Across the following data, state how many lines include the word "validate". Provide the number alone.

DATASET RECORDS:
####
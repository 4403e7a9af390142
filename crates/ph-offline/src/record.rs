use serde::{Deserialize, Serialize};
use serde_json::Value;
use std::fmt;

use crate::error::OfflineError;

/// A pizza creation payload waiting to reach the API. The content is opaque
/// to the buffer; only `null` is refused.
#[derive(Debug, Clone, Serialize, Deserialize, PartialEq)]
#[serde(transparent)]
pub struct PendingRecord(Value);

impl PendingRecord {
    pub fn new(value: Value) -> Result<Self, OfflineError> {
        Self::validate(&value)?;
        Ok(Self(value))
    }

    pub fn from_json_str(json: &str) -> Result<Self, OfflineError> {
        let value: Value = serde_json::from_str(json)
            .map_err(|e| OfflineError::InvalidRecord(format!("invalid JSON payload: {e}")))?;
        Self::new(value)
    }

    pub fn as_json(&self) -> &Value {
        &self.0
    }

    fn validate(value: &Value) -> Result<(), OfflineError> {
        if value.is_null() {
            return Err(OfflineError::InvalidRecord(
                "pending record cannot be null".to_string(),
            ));
        }
        Ok(())
    }
}

/// Local auto-increment key. Never leaves the buffer.
#[derive(Debug, Clone, Copy, PartialEq, Eq, PartialOrd, Ord, Hash)]
pub struct BufferKey(i64);

impl BufferKey {
    pub(crate) fn new(value: i64) -> Self {
        Self(value)
    }

    pub fn get(self) -> i64 {
        self.0
    }
}

impl fmt::Display for BufferKey {
    fn fmt(&self, f: &mut fmt::Formatter<'_>) -> fmt::Result {
        write!(f, "{}", self.0)
    }
}

#[derive(Debug, Clone, PartialEq)]
pub struct BufferedRecord {
    pub key: BufferKey,
    pub record: PendingRecord,
}
use async_trait::async_trait;
use sqlx::sqlite::{SqliteConnectOptions, SqlitePoolOptions};
use sqlx::{Pool, QueryBuilder, Row, Sqlite};
use std::path::{Path, PathBuf};
use std::str::FromStr;

use crate::error::OfflineError;
use crate::record::{BufferKey, BufferedRecord, PendingRecord};

pub const STORE_NAME: &str = "pizza_hunt";
pub const SCHEMA_VERSION: i64 = 1;

const REMOVE_CHUNK: usize = 500;

/// The local buffer of pizza writes that could not reach the API.
#[async_trait]
pub trait BufferStore: Send + Sync {
    async fn append(&self, record: &PendingRecord) -> Result<BufferKey, OfflineError>;
    /// Snapshot in insertion order. Nothing is deleted.
    async fn drain(&self) -> Result<Vec<BufferedRecord>, OfflineError>;
    /// Empties the whole buffer. Clearing an empty buffer succeeds.
    async fn clear(&self) -> Result<(), OfflineError>;
    /// Deletes exactly the given keys; unknown keys are ignored.
    async fn remove(&self, keys: &[BufferKey]) -> Result<(), OfflineError>;
    async fn len(&self) -> Result<usize, OfflineError>;
}

pub struct SqliteBufferStore {
    pool: Pool<Sqlite>,
    location: PathBuf,
}

impl SqliteBufferStore {
    /// Opens `<dir>/pizza_hunt.db`, creating the directory, the file and the
    /// `new_pizza` table on first use.
    pub async fn open(dir: impl AsRef<Path>) -> Result<Self, OfflineError> {
        let dir = dir.as_ref();
        std::fs::create_dir_all(dir).map_err(|err| {
            OfflineError::StoreUnavailable(format!("cannot create {}: {err}", dir.display()))
        })?;

        let location = dir.join(format!("{STORE_NAME}.db"));
        let options = SqliteConnectOptions::new()
            .filename(&location)
            .create_if_missing(true);
        Self::connect(options, location).await
    }

    pub async fn open_in_memory() -> Result<Self, OfflineError> {
        let options = SqliteConnectOptions::from_str("sqlite::memory:")
            .map_err(|err| OfflineError::StoreUnavailable(err.to_string()))?;
        Self::connect(options, PathBuf::from(":memory:")).await
    }

    pub fn location(&self) -> &Path {
        &self.location
    }

    async fn connect(options: SqliteConnectOptions, location: PathBuf) -> Result<Self, OfflineError> {
        let pool = SqlitePoolOptions::new()
            .max_connections(1)
            .idle_timeout(None)
            .max_lifetime(None)
            .connect_with(options)
            .await
            .map_err(|err| {
                OfflineError::StoreUnavailable(format!("{}: {err}", location.display()))
            })?;

        let store = Self { pool, location };
        store.upgrade().await?;
        tracing::debug!(store = %store.location.display(), "offline store opened");
        Ok(store)
    }

    async fn upgrade(&self) -> Result<(), OfflineError> {
        let version: i64 = sqlx::query_scalar("PRAGMA user_version")
            .fetch_one(&self.pool)
            .await
            .map_err(|err| OfflineError::StoreUnavailable(err.to_string()))?;

        if version > SCHEMA_VERSION {
            return Err(OfflineError::StoreUnavailable(format!(
                "store schema version {version} is newer than supported version {SCHEMA_VERSION}"
            )));
        }
        if version == SCHEMA_VERSION {
            return Ok(());
        }

        let mut tx = self
            .pool
            .begin()
            .await
            .map_err(|err| OfflineError::StoreUnavailable(err.to_string()))?;
        sqlx::query(
            r#"
            CREATE TABLE IF NOT EXISTS new_pizza (
                id INTEGER PRIMARY KEY AUTOINCREMENT,
                payload TEXT NOT NULL
            )
            "#,
        )
        .execute(&mut *tx)
        .await
        .map_err(|err| OfflineError::StoreUnavailable(err.to_string()))?;
        sqlx::query(&format!("PRAGMA user_version = {SCHEMA_VERSION}"))
            .execute(&mut *tx)
            .await
            .map_err(|err| OfflineError::StoreUnavailable(err.to_string()))?;
        tx.commit()
            .await
            .map_err(|err| OfflineError::StoreUnavailable(err.to_string()))?;

        tracing::info!(
            store = %self.location.display(),
            version = SCHEMA_VERSION,
            "offline store initialized"
        );
        Ok(())
    }
}

fn storage_error(err: sqlx::Error) -> OfflineError {
    OfflineError::WriteError(err.to_string())
}

#[async_trait]
impl BufferStore for SqliteBufferStore {
    async fn append(&self, record: &PendingRecord) -> Result<BufferKey, OfflineError> {
        let payload = serde_json::to_string(record.as_json())
            .map_err(|err| OfflineError::InvalidRecord(err.to_string()))?;

        let result = sqlx::query("INSERT INTO new_pizza (payload) VALUES (?1)")
            .bind(&payload)
            .execute(&self.pool)
            .await
            .map_err(storage_error)?;

        let key = BufferKey::new(result.last_insert_rowid());
        tracing::debug!(key = %key, "pending record buffered");
        Ok(key)
    }

    async fn drain(&self) -> Result<Vec<BufferedRecord>, OfflineError> {
        let rows = sqlx::query("SELECT id, payload FROM new_pizza ORDER BY id ASC")
            .fetch_all(&self.pool)
            .await
            .map_err(storage_error)?;

        rows.into_iter()
            .map(|row| {
                let id: i64 = row.try_get("id").map_err(storage_error)?;
                let payload: String = row.try_get("payload").map_err(storage_error)?;
                let record = PendingRecord::from_json_str(&payload).map_err(|err| {
                    OfflineError::WriteError(format!("corrupted record {id}: {err}"))
                })?;
                Ok(BufferedRecord {
                    key: BufferKey::new(id),
                    record,
                })
            })
            .collect()
    }

    async fn clear(&self) -> Result<(), OfflineError> {
        sqlx::query("DELETE FROM new_pizza")
            .execute(&self.pool)
            .await
            .map_err(storage_error)?;
        Ok(())
    }

    /// All chunks commit together or not at all.
    async fn remove(&self, keys: &[BufferKey]) -> Result<(), OfflineError> {
        if keys.is_empty() {
            return Ok(());
        }

        let mut tx = self.pool.begin().await.map_err(storage_error)?;
        for chunk in keys.chunks(REMOVE_CHUNK) {
            let mut builder = QueryBuilder::<Sqlite>::new("DELETE FROM new_pizza WHERE id IN (");
            let mut separated = builder.separated(", ");
            for key in chunk {
                separated.push_bind(key.get());
            }
            separated.push_unseparated(")");

            builder
                .build()
                .execute(&mut *tx)
                .await
                .map_err(storage_error)?;
        }
        tx.commit().await.map_err(storage_error)?;
        Ok(())
    }

    async fn len(&self) -> Result<usize, OfflineError> {
        let count: i64 = sqlx::query_scalar("SELECT COUNT(*) FROM new_pizza")
            .fetch_one(&self.pool)
            .await
            .map_err(storage_error)?;
        Ok(usize::try_from(count).unwrap_or_default())
    }
}

#[cfg(test)]
mod tests {
    use super::*;
    use serde_json::json;
    use tempfile::TempDir;

    fn pizza(name: &str) -> PendingRecord {
        PendingRecord::new(json!({ "name": name })).unwrap()
    }

    fn records(buffered: Vec<BufferedRecord>) -> Vec<PendingRecord> {
        buffered.into_iter().map(|entry| entry.record).collect()
    }

    #[tokio::test]
    async fn drain_returns_records_in_append_order() {
        let store = SqliteBufferStore::open_in_memory().await.unwrap();
        let appended = vec![pizza("Margherita"), pizza("Pepperoni"), pizza("Hawaiian")];
        for record in &appended {
            store.append(record).await.unwrap();
        }

        assert_eq!(records(store.drain().await.unwrap()), appended);
        // drain is a read
        assert_eq!(store.len().await.unwrap(), 3);
    }

    #[tokio::test]
    async fn append_assigns_increasing_keys() {
        let store = SqliteBufferStore::open_in_memory().await.unwrap();
        let first = store.append(&pizza("a")).await.unwrap();
        let second = store.append(&pizza("b")).await.unwrap();
        assert!(second > first);

        store.clear().await.unwrap();
        let third = store.append(&pizza("c")).await.unwrap();
        assert!(third > second);
    }

    #[tokio::test]
    async fn clear_on_empty_buffer_is_a_no_op() {
        let store = SqliteBufferStore::open_in_memory().await.unwrap();
        store.clear().await.unwrap();
        store.clear().await.unwrap();
        assert_eq!(store.len().await.unwrap(), 0);
    }

    #[tokio::test]
    async fn remove_deletes_only_given_keys() {
        let store = SqliteBufferStore::open_in_memory().await.unwrap();
        let first = store.append(&pizza("Margherita")).await.unwrap();
        store.append(&pizza("Pepperoni")).await.unwrap();
        let third = store.append(&pizza("Calzone")).await.unwrap();

        store
            .remove(&[first, third, BufferKey::new(999)])
            .await
            .unwrap();
        assert_eq!(records(store.drain().await.unwrap()), vec![pizza("Pepperoni")]);

        store.remove(&[]).await.unwrap();
        assert_eq!(store.len().await.unwrap(), 1);
    }

    #[tokio::test]
    async fn remove_spanning_several_chunks_deletes_every_key() {
        let store = SqliteBufferStore::open_in_memory().await.unwrap();
        let mut keys = Vec::new();
        for index in 0..(REMOVE_CHUNK * 2 + 10) {
            keys.push(store.append(&pizza(&format!("pizza-{index}"))).await.unwrap());
        }
        let kept = store.append(&pizza("Margherita")).await.unwrap();

        store.remove(&keys).await.unwrap();

        let remaining = store.drain().await.unwrap();
        assert_eq!(remaining.len(), 1);
        assert_eq!(remaining[0].key, kept);
    }

    #[tokio::test]
    async fn failed_remove_rolls_back_earlier_chunks() {
        let store = SqliteBufferStore::open_in_memory().await.unwrap();
        let mut keys = Vec::new();
        for index in 0..(REMOVE_CHUNK + 5) {
            keys.push(store.append(&pizza(&format!("pizza-{index}"))).await.unwrap());
        }
        // the second chunk's DELETE hits this trigger and aborts
        let blocked = *keys.last().unwrap();
        sqlx::query(&format!(
            "CREATE TRIGGER keep_last BEFORE DELETE ON new_pizza WHEN old.id = {} \
             BEGIN SELECT RAISE(ABORT, 'locked'); END",
            blocked.get()
        ))
        .execute(&store.pool)
        .await
        .unwrap();

        let result = store.remove(&keys).await;

        assert!(matches!(result, Err(OfflineError::WriteError(_))));
        assert_eq!(store.len().await.unwrap(), keys.len());
    }

    #[tokio::test]
    async fn reopening_keeps_buffered_records() {
        let temp_dir = TempDir::new().unwrap();
        {
            let store = SqliteBufferStore::open(temp_dir.path()).await.unwrap();
            store.append(&pizza("Supreme")).await.unwrap();
            assert!(store.location().ends_with("pizza_hunt.db"));
        }

        let reopened = SqliteBufferStore::open(temp_dir.path()).await.unwrap();
        assert_eq!(records(reopened.drain().await.unwrap()), vec![pizza("Supreme")]);
    }

    #[tokio::test]
    async fn newer_schema_version_is_unavailable() {
        let temp_dir = TempDir::new().unwrap();
        {
            let store = SqliteBufferStore::open(temp_dir.path()).await.unwrap();
            sqlx::query("PRAGMA user_version = 2")
                .execute(&store.pool)
                .await
                .unwrap();
            store.pool.close().await;
        }

        let result = SqliteBufferStore::open(temp_dir.path()).await;
        assert!(matches!(result, Err(OfflineError::StoreUnavailable(_))));
    }

    #[tokio::test]
    async fn unusable_directory_is_unavailable() {
        let temp_dir = TempDir::new().unwrap();
        let blocker = temp_dir.path().join("not-a-dir");
        std::fs::write(&blocker, b"file").unwrap();

        let result = SqliteBufferStore::open(&blocker).await;
        assert!(matches!(result, Err(OfflineError::StoreUnavailable(_))));
    }
}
####
SOLUTION TO THIS EXERCISE: 2